Mississippi’s vast flatlands, laced with the remains of a fading industrial base, are fertile ground for the incendiary populism of Donald Trump.

For the insurgent presidential candidate, there's plenty of voter outrage to tap into here and in a swathe of other southern states that could push Trump closer to securing the Republican presidential nomination in the coming weeks.

Mississippi’s unemployment rate is among the highest in the nation: more than 75,000 manufacturing jobs have disappeared in the past 15 years; and white voters at the core of the state’s Republican Party fear the rise of immigrant workers.

The deep economic dislocation felt by many in Mississippi, reflected in Reuters interviews with dozens of voters, explains how Trump is attracting broad-based support in southern states, including from many evangelical Christian voters prepared to overlook his past liberal positions on touchstone social issues.

In South Carolina last weekend, exit polls showed Trump comfortably beat both his closest rivals Ted Cruz and Marco Rubio among evangelical voters, despite their more consistent appeals to Christian values.

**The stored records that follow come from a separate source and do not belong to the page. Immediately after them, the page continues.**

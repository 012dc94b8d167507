//! Mediagate Storage Library
//!
//! This crate provides the `MediaClient` provider abstraction and the `MediaUploader`
//! orchestrator built on top of it.
//!
//! # Outcomes
//!
//! Provider-side failures never surface as errors:
//!
//! - uploads return `Ok(None)` when the provider answers with anything but a complete
//!   200 response;
//! - uploads whose logical name has no usable stem return `Ok(None)` without a call;
//! - deletions return `Ok(false)` for blank ids, non-200 answers, or a result other
//!   than `"ok"`.
//!
//! `Err` is reserved for transport and stream I/O failures raised by the client.

pub mod normalizer;
pub mod traits;
pub mod uploader;

// Re-export commonly used types
pub use normalizer::{normalize_destroy, normalize_upload};
pub use traits::{
    MediaClient, ProviderDestroyResponse, ProviderUploadRequest, ProviderUploadResponse,
};
pub use uploader::MediaUploader;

“Look at immigration, look at terrorism, look at the things that really matter,” said Heather Fox, a field director for the Trump campaign in Mississippi.

“If we don’t have a country, it’s not going to matter about the Bible or the Constitution because we are going to be dead and gone,” she added during a recent gathering of Republican voters in a Holiday Inn conference room in Lucedale, southern Mississippi, that began with a prayer.

Caleb Howell, a Baptist deacon, says even those with jobs often see little chance of promotion.

“There are not many options,” he said, “even for preachers.”

From the Mississippi coast through Alabama, Tennessee and the Appalachian coalfields of Kentucky, America’s economic recovery has been patchy if not outright elusive.